**Work required**:
From the listing below, pull out all lines with "XXXXXX" in them.

##### Working data #####

//! `FILE*` streams and temporary names.
//!
//! Streams are `file-stream` handles whose address is the native `FILE*`.
//! Every operation checks the handle is live before the pointer reaches the
//! C library; `fclose` releases the handle first, so closing twice is refused
//! instead of handing a dangling `FILE*` to the runtime.

use std::ffi::{CStr, CString, c_char, c_int, c_long};
use std::os::unix::ffi::{OsStrExt, OsStringExt};
use std::path::{Path, PathBuf};
use std::str::FromStr;

use cshape_membrane::{Handle, ResourceClass};
use thiserror::Error;

use crate::binding::Binding;
use crate::error::BindError;
use crate::marshal::c_text;
use crate::metrics::{AbiMetrics, abi_metrics, refused};

const TEMP: ResourceClass = ResourceClass::TempName;

fn native_call() {
    AbiMetrics::inc(&abi_metrics().native_calls);
}

// ---------------------------------------------------------------------------
// Modes
// ---------------------------------------------------------------------------

/// `fopen` mode string.
#[derive(Debug, Clone, Copy, PartialEq, Eq, Hash)]
pub enum FileMode {
    Read,
    Write,
    Append,
    ReadUpdate,
    WriteUpdate,
    AppendUpdate,
    ReadBinary,
    WriteBinary,
    AppendBinary,
    ReadUpdateBinary,
    WriteUpdateBinary,
    AppendUpdateBinary,
}

impl FileMode {
    #[must_use]
    pub const fn as_cstr(self) -> &'static CStr {
        match self {
            Self::Read => c"r",
            Self::Write => c"w",
            Self::Append => c"a",
            Self::ReadUpdate => c"r+",
            Self::WriteUpdate => c"w+",
            Self::AppendUpdate => c"a+",
            Self::ReadBinary => c"rb",
            Self::WriteBinary => c"wb",
            Self::AppendBinary => c"ab",
            Self::ReadUpdateBinary => c"r+b",
            Self::WriteUpdateBinary => c"w+b",
            Self::AppendUpdateBinary => c"a+b",
        }
    }

    #[must_use]
    pub fn as_str(self) -> &'static str {
        // Mode literals are ASCII.
        self.as_cstr().to_str().unwrap_or("")
    }
}

#[derive(Debug, Clone, PartialEq, Eq, Error)]
#[error("`{0}` is not a stream mode")]
pub struct ParseFileModeError(String);

impl FromStr for FileMode {
    type Err = ParseFileModeError;

    fn from_str(s: &str) -> Result<Self, Self::Err> {
        Ok(match s {
            "r" => Self::Read,
            "w" => Self::Write,
            "a" => Self::Append,
            "r+" => Self::ReadUpdate,
            "w+" => Self::WriteUpdate,
            "a+" => Self::AppendUpdate,
            "rb" => Self::ReadBinary,
            "wb" => Self::WriteBinary,
            "ab" => Self::AppendBinary,
            "r+b" | "rb+" => Self::ReadUpdateBinary,
            "w+b" | "wb+" => Self::WriteUpdateBinary,
            "a+b" | "ab+" => Self::AppendUpdateBinary,
            other => return Err(ParseFileModeError(other.to_string())),
        })
    }
}

/// `fseek` origin.
#[derive(Debug, Clone, Copy, PartialEq, Eq)]
#[repr(i32)]
pub enum SeekOrigin {
    Set = libc::SEEK_SET,
    Cur = libc::SEEK_CUR,
    End = libc::SEEK_END,
}

fn c_path(path: &Path) -> Result<CString, BindError> {
    CString::new(path.as_os_str().as_bytes()).map_err(|e| {
        refused(BindError::EmbeddedNulInText {
            position: e.nul_position(),
        })
    })
}

// ---------------------------------------------------------------------------
// Streams
// ---------------------------------------------------------------------------

impl Binding<'_> {
    /// Tracked `FILE*` behind a live stream `function` is about to use.
    fn file(&self, function: &'static str, stream: Handle) -> Result<*mut libc::FILE, BindError> {
        let record = self.check_for(function, stream)?;
        Ok(record.handle.addr as *mut libc::FILE)
    }

    fn adopt_stream(
        &self,
        function: &'static str,
        file: *mut libc::FILE,
    ) -> Result<Handle, BindError> {
        self.acquire(function, file as usize, None).inspect_err(|_| {
            // SAFETY: `file` was just opened and is not tracked.
            unsafe { libc::fclose(file) };
        })
    }

    pub fn fopen(&self, path: impl AsRef<Path>, mode: FileMode) -> Result<Handle, BindError> {
        let path = c_path(path.as_ref())?;
        native_call();
        // SAFETY: both strings are NUL-terminated and outlive the call.
        let file = unsafe { libc::fopen(path.as_ptr(), mode.as_cstr().as_ptr()) };
        if file.is_null() {
            return Err(BindError::native("fopen"));
        }
        self.adopt_stream("fopen", file)
    }

    /// Anonymous stream removed automatically when closed.
    pub fn tmpfile(&self) -> Result<Handle, BindError> {
        native_call();
        // SAFETY: no arguments.
        let file = unsafe { libc::tmpfile() };
        if file.is_null() {
            return Err(BindError::native("tmpfile"));
        }
        self.adopt_stream("tmpfile", file)
    }

    pub fn fclose(&self, stream: Handle) -> Result<(), BindError> {
        let record = self.release_for("fclose", stream)?;
        native_call();
        // SAFETY: the handle was live until the release above.
        if unsafe { libc::fclose(record.handle.addr as *mut libc::FILE) } != 0 {
            return Err(BindError::native("fclose"));
        }
        Ok(())
    }

    pub fn fflush(&self, stream: Handle) -> Result<(), BindError> {
        let file = self.file("fflush", stream)?;
        native_call();
        // SAFETY: `file` is live.
        if unsafe { libc::fflush(file) } != 0 {
            return Err(BindError::native("fflush"));
        }
        Ok(())
    }

    pub fn fputs(&self, text: &str, stream: Handle) -> Result<(), BindError> {
        let file = self.file("fputs", stream)?;
        let text = c_text(text).map_err(refused)?;
        native_call();
        // SAFETY: `file` is live and `text` is NUL-terminated.
        if unsafe { libc::fputs(text.as_ptr(), file) } == libc::EOF {
            return Err(BindError::native("fputs"));
        }
        Ok(())
    }

    pub fn fputc(&self, byte: u8, stream: Handle) -> Result<(), BindError> {
        let file = self.file("fputc", stream)?;
        native_call();
        // SAFETY: `file` is live.
        if unsafe { libc::fputc(c_int::from(byte), file) } == libc::EOF {
            return Err(BindError::native("fputc"));
        }
        Ok(())
    }

    /// Next byte, or `None` at end of file or on error.
    pub fn fgetc(&self, stream: Handle) -> Result<Option<u8>, BindError> {
        let file = self.file("fgetc", stream)?;
        native_call();
        // SAFETY: `file` is live.
        let c = unsafe { libc::fgetc(file) };
        Ok(u8::try_from(c).ok())
    }

    /// Read one line into `buf` (newline kept, NUL-terminated). Returns the
    /// line length, or `None` when nothing was read.
    pub fn fgets(&self, buf: &mut [u8], stream: Handle) -> Result<Option<usize>, BindError> {
        let file = self.file("fgets", stream)?;
        if buf.is_empty() {
            return Err(refused(BindError::OutputBufferTooSmall {
                needed: 1,
                available: 0,
            }));
        }
        let cap = c_int::try_from(buf.len()).unwrap_or(c_int::MAX);
        native_call();
        // SAFETY: `buf` is writable for at least `cap` bytes; `file` is live.
        let line = unsafe { libc::fgets(buf.as_mut_ptr().cast::<c_char>(), cap, file) };
        if line.is_null() {
            return Ok(None);
        }
        Ok(buf.iter().position(|&b| b == 0))
    }

    /// Read up to `buf.len()` bytes. Returns the count read.
    pub fn fread(&self, buf: &mut [u8], stream: Handle) -> Result<usize, BindError> {
        let file = self.file("fread", stream)?;
        native_call();
        // SAFETY: `buf` is writable for its length; `file` is live.
        Ok(unsafe { libc::fread(buf.as_mut_ptr().cast(), 1, buf.len(), file) })
    }

    /// Write `bytes`. Returns the count written.
    pub fn fwrite(&self, bytes: &[u8], stream: Handle) -> Result<usize, BindError> {
        let file = self.file("fwrite", stream)?;
        native_call();
        // SAFETY: `bytes` is readable for its length; `file` is live.
        Ok(unsafe { libc::fwrite(bytes.as_ptr().cast(), 1, bytes.len(), file) })
    }

    pub fn fseek(&self, stream: Handle, offset: i64, origin: SeekOrigin) -> Result<(), BindError> {
        let file = self.file("fseek", stream)?;
        native_call();
        // SAFETY: `file` is live.
        if unsafe { libc::fseek(file, offset as c_long, origin as c_int) } != 0 {
            return Err(BindError::native("fseek"));
        }
        Ok(())
    }

    pub fn ftell(&self, stream: Handle) -> Result<u64, BindError> {
        let file = self.file("ftell", stream)?;
        native_call();
        // SAFETY: `file` is live.
        let pos = unsafe { libc::ftell(file) };
        u64::try_from(pos).map_err(|_| BindError::native("ftell"))
    }

    pub fn rewind(&self, stream: Handle) -> Result<(), BindError> {
        let file = self.file("rewind", stream)?;
        native_call();
        // SAFETY: `file` is live.
        unsafe { libc::rewind(file) };
        Ok(())
    }

    pub fn feof(&self, stream: Handle) -> Result<bool, BindError> {
        let file = self.file("feof", stream)?;
        // SAFETY: `file` is live.
        Ok(unsafe { libc::feof(file) } != 0)
    }

    pub fn ferror(&self, stream: Handle) -> Result<bool, BindError> {
        let file = self.file("ferror", stream)?;
        // SAFETY: `file` is live.
        Ok(unsafe { libc::ferror(file) } != 0)
    }

    pub fn clearerr(&self, stream: Handle) -> Result<(), BindError> {
        let file = self.file("clearerr", stream)?;
        // SAFETY: `file` is live.
        unsafe { libc::clearerr(file) };
        Ok(())
    }
}

// ---------------------------------------------------------------------------
// Temporary names
// ---------------------------------------------------------------------------

impl Binding<'_> {
    /// Reserve a fresh temporary file name.
    ///
    /// The file is created empty with `mkstemp`, so the name cannot be raced;
    /// the handle owns the name and [`Binding::remove_temp`] deletes both.
    pub fn tmpnam(&self) -> Result<Handle, BindError> {
        let mut template = std::env::temp_dir().into_os_string().into_vec();
        template.extend_from_slice(b"/cshape-XXXXXX");
        let template = CString::new(template).map_err(|e| {
            refused(BindError::EmbeddedNulInText {
                position: e.nul_position(),
            })
        })?;
        let raw = template.into_raw();
        native_call();
        // SAFETY: `raw` is a writable NUL-terminated template ending in XXXXXX.
        let fd = unsafe { libc::mkstemp(raw) };
        if fd < 0 {
            let err = BindError::native("mkstemp");
            // SAFETY: `raw` came from `CString::into_raw` above.
            drop(unsafe { CString::from_raw(raw) });
            return Err(err);
        }
        // SAFETY: `fd` was just opened by mkstemp.
        unsafe { libc::close(fd) };
        self.acquire("tmpnam", raw as usize, None).inspect_err(|_| {
            // SAFETY: the name is untracked; undo both the file and the string.
            unsafe {
                libc::remove(raw);
                drop(CString::from_raw(raw));
            }
        })
    }

    /// Path held by a live temporary name.
    pub fn temp_path(&self, name: Handle) -> Result<PathBuf, BindError> {
        let record = self.check_live_as(name, TEMP)?;
        // SAFETY: a live temp-name handle's tracked address is the
        // NUL-terminated string leaked by `tmpnam`.
        let bytes = unsafe { CStr::from_ptr(record.handle.addr as *const c_char) }.to_bytes();
        Ok(PathBuf::from(std::ffi::OsStr::from_bytes(bytes)))
    }

    /// Delete the file behind a temporary name and release the name.
    pub fn remove_temp(&self, name: Handle) -> Result<(), BindError> {
        let record = self.release_as(name, TEMP)?;
        // SAFETY: the handle was live until the release above, so the string
        // from `CString::into_raw` has not been reclaimed yet.
        let path = unsafe { CString::from_raw(record.handle.addr as *mut c_char) };
        native_call();
        // SAFETY: `path` is NUL-terminated.
        if unsafe { libc::remove(path.as_ptr()) } != 0 {
            return Err(BindError::native("remove"));
        }
        Ok(())
    }
}

#[cfg(test)]
mod tests {
    use super::*;

    #[test]
    fn modes_parse_both_update_spellings() {
        assert_eq!("rb+".parse::<FileMode>().unwrap(), FileMode::ReadUpdateBinary);
        assert_eq!("r+b".parse::<FileMode>().unwrap(), FileMode::ReadUpdateBinary);
        assert_eq!("a".parse::<FileMode>().unwrap().as_str(), "a");
        assert!("rw".parse::<FileMode>().is_err());
    }

    #[test]
    fn every_mode_round_trips_through_its_text() {
        use FileMode::*;
        for mode in [
            Read,
            Write,
            Append,
            ReadUpdate,
            WriteUpdate,
            AppendUpdate,
            ReadBinary,
            WriteBinary,
            AppendBinary,
            ReadUpdateBinary,
            WriteUpdateBinary,
            AppendUpdateBinary,
        ] {
            assert_eq!(mode.as_str().parse::<FileMode>().unwrap(), mode);
        }
    }

    #[test]
    fn seek_origins_match_libc() {
        assert_eq!(SeekOrigin::Set as c_int, libc::SEEK_SET);
        assert_eq!(SeekOrigin::End as c_int, libc::SEEK_END);
    }

    #[test]
    fn paths_with_nul_are_refused() {
        let err = c_path(Path::new("a\0b")).unwrap_err();
        assert!(matches!(err, BindError::EmbeddedNulInText { position: 1 }));
    }
}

#####

**Solution**:
        template.extend_from_slice(b"/cshape-XXXXXX");
        // SAFETY: `raw` is a writable NUL-terminated template ending in XXXXXX.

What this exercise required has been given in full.